Pudo haber sido de otro modo. Es, de hecho, de otro modo: hace mucho tiempo que han desaparecido, o casi, esas figuras humilladas bajo los percheros, lo que no quiere decir que todo el mundo salga de la educación obligatoria sabiendo lo mismo ni con las mismas oportunidades. Ninguna reflexión seria sobre el estado de la educación puede ignorar ese avance ni esas carencias. Como tampoco se puede ignorar que hace ya muchos años que no es imprescindible aprobar todas las asignaturas para pasar de curso u obtener el título de graduado en ESO. O el de Bachiller: aquí, la junta evaluadora se reúne y analiza aquellos casos en que hay un solo suspenso y, por regla general, si no ha habido abandono de la asignatura, se acuerda con el profesor dar por buenos los esfuerzos del alumno o la alumna, por más que no hayan sido suficientes.

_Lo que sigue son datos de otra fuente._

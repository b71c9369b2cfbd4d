//! 模块发现
//!
//! 扫描模块目录，为每个子目录生成模块描述：
//!
//! 1. 存在 `module.yaml` 时解析描述文件
//! 2. 否则查找旧式标记文件 `{Id}Module.*`，合成最小描述
//! 3. 两者都没有的目录静默跳过
//!
//! 同时计算发现源的新鲜度指纹，供注册表判断缓存是否过期。

use std::collections::HashMap;
use std::path::{Path, PathBuf};
use std::time::UNIX_EPOCH;

use serde::{Deserialize, Serialize};
use tracing::{debug, info, warn};

use crate::core::config::ModuleConfig;
use crate::module::metadata::{legacy_marker_name, DescriptorSource, ModuleDescriptor};
use crate::module::parser::{ModuleParser, DESCRIPTOR_FILENAME};
use crate::utils::{CoreError, Result};

/// 发现源指纹
///
/// 由最新修改时间和条目数组成。模块目录、描述文件或标记文件的任何
/// 增删改都会改变其中至少一项。
#[derive(Debug, Clone, PartialEq, Eq, Serialize, Deserialize)]
pub struct Fingerprint {
    /// 发现源目录
    pub sources: Vec<PathBuf>,
    /// 最新修改时间（毫秒）
    pub newest_mtime_ms: u64,
    /// 参与计算的条目数
    pub entries: usize,
}

/// 模块发现器
#[derive(Debug, Clone)]
pub struct Discovery {
    sources: Vec<PathBuf>,
    descriptor_file: String,
}

impl Discovery {
    /// 创建发现器，使用默认描述文件名
    pub fn new(sources: Vec<PathBuf>) -> Self {
        Self {
            sources,
            descriptor_file: DESCRIPTOR_FILENAME.to_string(),
        }
    }

    /// 从模块配置创建发现器
    pub fn from_config(config: &ModuleConfig) -> Self {
        Self::new(config.module_dirs.clone()).with_descriptor_file(&config.descriptor_file)
    }

    /// 设置描述文件名
    pub fn with_descriptor_file(mut self, filename: &str) -> Self {
        self.descriptor_file = filename.to_string();
        self
    }

    /// 发现源目录
    pub fn sources(&self) -> &[PathBuf] {
        &self.sources
    }

    /// 模块目录中的描述文件路径
    pub fn descriptor_path(&self, module_dir: &Path) -> PathBuf {
        module_dir.join(&self.descriptor_file)
    }

    /// 扫描所有发现源
    ///
    /// 每个发现源内的模块目录按名称排序访问。不存在的发现源被跳过。
    ///
    /// # 错误
    ///
    /// - 描述文件无效时返回 `InvalidDescriptor`
    /// - 两个目录声明相同的模块 ID 时返回 `DuplicateModule`
    pub fn discover(&self) -> Result<Vec<ModuleDescriptor>> {
        let mut descriptors: Vec<ModuleDescriptor> = Vec::new();
        let mut seen: HashMap<String, PathBuf> = HashMap::new();

        for source in &self.sources {
            if !source.is_dir() {
                debug!(source = %source.display(), "模块目录不存在，跳过");
                continue;
            }

            for module_dir in sorted_subdirs(source)? {
                let Some(descriptor) = self.inspect(&module_dir)? else {
                    debug!(path = %module_dir.display(), "目录中没有模块描述，跳过");
                    continue;
                };

                if let Some(existing) = seen.get(&descriptor.id) {
                    return Err(CoreError::DuplicateModule {
                        id: descriptor.id,
                        existing: existing.clone(),
                        duplicate: module_dir,
                    });
                }

                debug!(
                    module_id = %descriptor.id,
                    version = %descriptor.version,
                    source = ?descriptor.source,
                    "发现模块"
                );
                seen.insert(descriptor.id.clone(), module_dir);
                descriptors.push(descriptor);
            }
        }

        info!(count = descriptors.len(), "模块发现完成");
        Ok(descriptors)
    }

    /// 检查单个目录
    ///
    /// 返回 `Ok(None)` 表示目录既没有描述文件也没有旧式标记。
    pub fn inspect(&self, module_dir: &Path) -> Result<Option<ModuleDescriptor>> {
        let descriptor_path = self.descriptor_path(module_dir);
        if descriptor_path.is_file() {
            return ModuleParser::parse_file(&descriptor_path, module_dir).map(Some);
        }

        let Some(id) = module_dir.file_name().and_then(|n| n.to_str()) else {
            return Ok(None);
        };
        if find_legacy_marker(module_dir, id).is_some() {
            return Ok(Some(ModuleDescriptor::legacy(id, module_dir)));
        }

        Ok(None)
    }

    /// 缓存中的描述是否仍然有效
    ///
    /// 模块目录中仍有描述文件，或（对于旧式模块）仍有标记文件。
    pub fn still_present(&self, descriptor: &ModuleDescriptor) -> bool {
        let dir = descriptor.location();
        if self.descriptor_path(dir).is_file() {
            return true;
        }
        descriptor.source == DescriptorSource::LegacyMarker
            && find_legacy_marker(dir, &descriptor.id).is_some()
    }

    /// 计算发现源指纹
    ///
    /// 覆盖发现源目录、每个模块目录以及其中的描述文件和标记文件。
    pub fn fingerprint(&self) -> Result<Fingerprint> {
        let mut newest: u64 = 0;
        let mut entries: usize = 0;
        let mut observe = |path: &Path| {
            entries += 1;
            newest = newest.max(mtime_ms(path));
        };

        for source in &self.sources {
            if !source.is_dir() {
                continue;
            }
            observe(source);

            for module_dir in sorted_subdirs(source)? {
                observe(&module_dir);

                let descriptor_path = self.descriptor_path(&module_dir);
                if descriptor_path.is_file() {
                    observe(&descriptor_path);
                }
                if let Some(id) = module_dir.file_name().and_then(|n| n.to_str()) {
                    if let Some(marker) = find_legacy_marker(&module_dir, id) {
                        observe(&marker);
                    }
                }
            }
        }

        Ok(Fingerprint {
            sources: self.sources.clone(),
            newest_mtime_ms: newest,
            entries,
        })
    }
}

/// 扫描给定目录，使用默认描述文件名
pub fn discover(sources: &[PathBuf]) -> Result<Vec<ModuleDescriptor>> {
    Discovery::new(sources.to_vec()).discover()
}

/// 查找旧式标记文件：文件名主干为 `{Id}Module`
pub fn find_legacy_marker(module_dir: &Path, id: &str) -> Option<PathBuf> {
    let expected = legacy_marker_name(id);
    let entries = match std::fs::read_dir(module_dir) {
        Ok(entries) => entries,
        Err(e) => {
            warn!(path = %module_dir.display(), error = %e, "无法读取模块目录");
            return None;
        }
    };

    entries
        .filter_map(|entry| entry.ok())
        .map(|entry| entry.path())
        .find(|path| {
            path.is_file() && path.file_stem().and_then(|s| s.to_str()) == Some(expected.as_str())
        })
}

fn sorted_subdirs(source: &Path) -> Result<Vec<PathBuf>> {
    let mut dirs: Vec<PathBuf> = std::fs::read_dir(source)?
        .filter_map(|entry| entry.ok())
        .map(|entry| entry.path())
        .filter(|path| path.is_dir())
        .collect();
    dirs.sort();
    Ok(dirs)
}

fn mtime_ms(path: &Path) -> u64 {
    std::fs::metadata(path)
        .and_then(|meta| meta.modified())
        .ok()
        .and_then(|time| time.duration_since(UNIX_EPOCH).ok())
        .map(|duration| duration.as_millis() as u64)
        .unwrap_or(0)
}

Agitar el avispero del miedo al futuro es, en este caso, mala fe y nada más: ese futuro es el presente y el pasado de muchos estudiantes y profesores.

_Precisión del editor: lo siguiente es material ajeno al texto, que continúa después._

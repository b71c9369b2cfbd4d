//! 生命周期管理器
//!
//! 记录每个模块最近一次安装的版本，并据此驱动安装、升级、启用、禁用和
//! 启动前后的钩子。钩子失败只记录日志，不会中断对其他模块的处理。

use std::collections::BTreeMap;
use std::panic::{catch_unwind, AssertUnwindSafe};

use chrono::{DateTime, Utc};
use serde::{Deserialize, Serialize};
use tracing::{debug, info, warn};

use super::cache::{read_json, write_json, CacheStore, JsonFileStore, LIFECYCLE_STATE_FILENAME};
use super::hooks::{invoke, HookKind, HookRegistry, HookStatus};
use super::metadata::ModuleDescriptor;
use super::registry::ModuleRegistry;
use super::version::Version;
use crate::core::config::ModuleConfig;
use crate::utils::Result;

// ==================== 持久化状态 ====================

/// 已安装模块的记录
#[derive(Debug, Clone, PartialEq, Serialize, Deserialize)]
pub struct InstalledModule {
    /// 最近一次安装或升级到的版本
    pub version: Version,
    /// 最近一次变更时间
    pub updated_at: DateTime<Utc>,
}

/// 生命周期状态：module_id -> 已安装版本
///
/// 首次运行时为空；记录从不自动删除。
#[derive(Debug, Clone, Default, PartialEq, Serialize, Deserialize)]
pub struct LifecycleState {
    #[serde(default)]
    modules: BTreeMap<String, InstalledModule>,
}

impl LifecycleState {
    /// 创建空状态
    pub fn new() -> Self {
        Self::default()
    }

    /// 模块已安装的版本
    pub fn installed_version(&self, module_id: &str) -> Option<&Version> {
        self.modules.get(module_id).map(|m| &m.version)
    }

    /// 模块的安装记录
    pub fn get(&self, module_id: &str) -> Option<&InstalledModule> {
        self.modules.get(module_id)
    }

    /// 记录模块版本
    pub fn record(&mut self, module_id: &str, version: Version) {
        self.modules.insert(
            module_id.to_string(),
            InstalledModule {
                version,
                updated_at: Utc::now(),
            },
        );
    }

    /// 已记录的模块数量
    pub fn len(&self) -> usize {
        self.modules.len()
    }

    /// 是否没有任何记录
    pub fn is_empty(&self) -> bool {
        self.modules.is_empty()
    }

    /// 按模块 ID 排序的全部记录
    pub fn iter(&self) -> impl Iterator<Item = (&String, &InstalledModule)> {
        self.modules.iter()
    }
}

// ==================== 执行报告 ====================

/// 钩子执行失败
#[derive(Debug, Clone, PartialEq, Eq)]
pub struct HookFailure {
    /// 模块 ID
    pub module_id: String,
    /// 失败的钩子
    pub hook: HookKind,
    /// 错误信息
    pub error: String,
}

/// 版本升级记录
#[derive(Debug, Clone, PartialEq, Eq)]
pub struct Upgrade {
    /// 模块 ID
    pub module_id: String,
    /// 原版本
    pub from: Version,
    /// 新版本
    pub to: Version,
}

/// 一次 setup 的结果
#[derive(Debug, Clone, Default, PartialEq, Eq)]
pub struct SetupReport {
    /// 首次安装的模块
    pub installed: Vec<String>,
    /// 升级的模块
    pub upgraded: Vec<Upgrade>,
    /// 执行失败的钩子
    pub failed: Vec<HookFailure>,
}

impl SetupReport {
    /// 是否所有钩子都成功
    pub fn is_clean(&self) -> bool {
        self.failed.is_empty()
    }
}

// ==================== LifecycleManager ====================

/// 生命周期管理器
///
/// 对注册表中已启用的模块按加载顺序执行钩子，并维护持久化的安装记录。
pub struct LifecycleManager {
    /// 钩子来源
    hooks: HookRegistry,
    /// 状态存储，`None` 时状态只保存在内存中
    store: Option<Box<dyn CacheStore>>,
    /// 内存中的状态（无存储时使用）
    memory: LifecycleState,
}

impl LifecycleManager {
    /// 创建生命周期管理器
    pub fn new(hooks: HookRegistry, store: Option<Box<dyn CacheStore>>) -> Self {
        Self {
            hooks,
            store,
            memory: LifecycleState::new(),
        }
    }

    /// 从模块配置创建，状态保存在缓存目录的 module_state.json
    pub fn from_config(config: &ModuleConfig, hooks: HookRegistry) -> Self {
        let store = JsonFileStore::in_dir(&config.cache_dir, LIFECYCLE_STATE_FILENAME);
        Self::new(hooks.with_hooks_file(&config.hooks_file), Some(Box::new(store)))
    }

    /// 钩子注册表
    pub fn hooks(&self) -> &HookRegistry {
        &self.hooks
    }

    /// 可变钩子注册表
    pub fn hooks_mut(&mut self) -> &mut HookRegistry {
        &mut self.hooks
    }

    /// 读取生命周期状态
    ///
    /// 状态文件不存在或损坏时返回空状态。
    pub fn state(&self) -> LifecycleState {
        match self.store.as_deref() {
            Some(store) => match store.read() {
                Ok(Some(_)) => read_json(store).unwrap_or_else(|| {
                    warn!(state = %store.describe(), "生命周期状态文件损坏，按空状态处理");
                    LifecycleState::new()
                }),
                _ => LifecycleState::new(),
            },
            None => self.memory.clone(),
        }
    }

    fn save_state(&mut self, state: LifecycleState) -> Result<()> {
        match self.store.as_deref() {
            Some(store) => write_json(store, &state),
            None => {
                self.memory = state;
                Ok(())
            }
        }
    }

    /// 执行启动钩子
    ///
    /// 对每个已启用模块（按加载顺序）：
    /// 1. 没有安装记录：执行 `on_install`，成功或不存在时记录版本
    /// 2. 声明版本高于记录版本：执行 `on_upgrade(记录版本)`，成功或不存在时记录版本
    /// 3. 执行 `before_setup`
    ///
    /// 全部处理完成后一次性保存状态。
    ///
    /// # 错误
    ///
    /// 只有状态保存失败会返回错误；钩子失败记录在 [`SetupReport::failed`] 中。
    pub fn run_setup_hooks(&mut self, registry: &ModuleRegistry) -> Result<SetupReport> {
        let mut state = self.state();
        let mut report = SetupReport::default();

        for module in registry.enabled() {
            match state.installed_version(&module.id).cloned() {
                None => {
                    if self.run_hook(module, HookKind::Install, None, &mut report).is_some() {
                        info!(module_id = %module.id, version = %module.version, "模块已安装");
                        state.record(&module.id, module.version.clone());
                        report.installed.push(module.id.clone());
                    }
                }
                Some(installed) if module.version > installed => {
                    if self
                        .run_hook(module, HookKind::Upgrade, Some(&installed), &mut report)
                        .is_some()
                    {
                        info!(
                            module_id = %module.id,
                            from = %installed,
                            to = %module.version,
                            "模块已升级"
                        );
                        state.record(&module.id, module.version.clone());
                        report.upgraded.push(Upgrade {
                            module_id: module.id.clone(),
                            from: installed,
                            to: module.version.clone(),
                        });
                    }
                }
                Some(installed) if module.version < installed => {
                    warn!(
                        module_id = %module.id,
                        installed = %installed,
                        declared = %module.version,
                        "声明版本低于已安装版本，不执行降级"
                    );
                }
                Some(_) => {}
            }

            self.run_hook(module, HookKind::BeforeSetup, None, &mut report);
        }

        self.save_state(state)?;

        debug!(
            installed = report.installed.len(),
            upgraded = report.upgraded.len(),
            failed = report.failed.len(),
            "启动钩子执行完成"
        );
        Ok(report)
    }

    /// 对每个已启用模块执行 `after_setup`
    ///
    /// 返回失败的钩子。
    pub fn run_after_setup_hooks(&self, registry: &ModuleRegistry) -> Vec<HookFailure> {
        let mut report = SetupReport::default();
        for module in registry.enabled() {
            self.run_hook(module, HookKind::AfterSetup, None, &mut report);
        }
        report.failed
    }

    /// 执行启用钩子
    ///
    /// 模块不存在、没有钩子或钩子失败时返回 `false`。
    pub fn run_enable_hook(&self, registry: &ModuleRegistry, module_id: &str) -> bool {
        self.run_single(registry, module_id, HookKind::Enable)
    }

    /// 执行禁用钩子
    ///
    /// 模块不存在、没有钩子或钩子失败时返回 `false`。
    pub fn run_disable_hook(&self, registry: &ModuleRegistry, module_id: &str) -> bool {
        self.run_single(registry, module_id, HookKind::Disable)
    }

    fn run_single(&self, registry: &ModuleRegistry, module_id: &str, kind: HookKind) -> bool {
        let Some(module) = registry.get(module_id) else {
            debug!(module_id = %module_id, hook = %kind, "模块不存在，跳过钩子");
            return false;
        };
        let mut report = SetupReport::default();
        matches!(
            self.run_hook(module, kind, None, &mut report),
            Some(HookStatus::Ran)
        )
    }

    /// 执行单个钩子
    ///
    /// 返回 `None` 表示钩子失败（错误或 panic），失败已写入 `report`。
    fn run_hook(
        &self,
        module: &ModuleDescriptor,
        kind: HookKind,
        from: Option<&Version>,
        report: &mut SetupReport,
    ) -> Option<HookStatus> {
        let _span = crate::module_span!(module.id, kind).entered();
        let mut fail = |error: String| {
            crate::log_hook_failure!(module.id, kind, error);
            report.failed.push(HookFailure {
                module_id: module.id.clone(),
                hook: kind,
                error,
            });
        };

        let provider = match self.hooks.provider_for(module) {
            Ok(Some(provider)) => provider,
            Ok(None) => return Some(HookStatus::Skipped),
            Err(e) => {
                fail(e.to_string());
                return None;
            }
        };

        match catch_unwind(AssertUnwindSafe(|| invoke(provider.as_ref(), kind, module, from))) {
            Ok(Ok(status)) => {
                if status.ran() {
                    debug!(module_id = %module.id, hook = %kind, "钩子执行成功");
                }
                Some(status)
            }
            Ok(Err(e)) => {
                fail(format!("{:#}", e));
                None
            }
            Err(panic) => {
                let message = panic
                    .downcast_ref::<&str>()
                    .map(|s| s.to_string())
                    .or_else(|| panic.downcast_ref::<String>().cloned())
                    .unwrap_or_else(|| "未知 panic".to_string());
                fail(format!("panic: {}", message));
                None
            }
        }
    }
}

No hay la menor evidencia empírica de que repetir curso ayude a mejorar los resultados escolares. Aun así, la cantinela arrecia cada vez que toca nueva ley educativa: las diez plagas de Egipto no son nada, comparadas con el estado en que quedará la educación si eliminamos la figura del repetidor, premiamos la molicie y privamos de incentivos a los estudiantes más trabajadores y disciplinados. Toda una sarta de disparates, más disparatada aún cuando proviene de gente que no ha tenido que mover nunca un dedo ni esforzarse lo más mínimo, que para eso están los apellidos, los contactos y los colegios de pago, para ahorrarles el sudor y las horas de estudio.
Si tanto meten las narices en el sudor y las horas de estudio de los demás, es porque ese sudor y esas horas de estudio son un peaje que a ellos no se les exige. Lo que el buen estudiante pretende alcanzar mediante el estudio y el esfuerzo es un lugar análogo al que ellos ocupan por derecho de cuna y privilegio de clase. Ni se plantean ocupar una de esas mesas en la fila de atrás. No han sido diseñados para competir. La competitividad la predican para los demás, no para sí mismos.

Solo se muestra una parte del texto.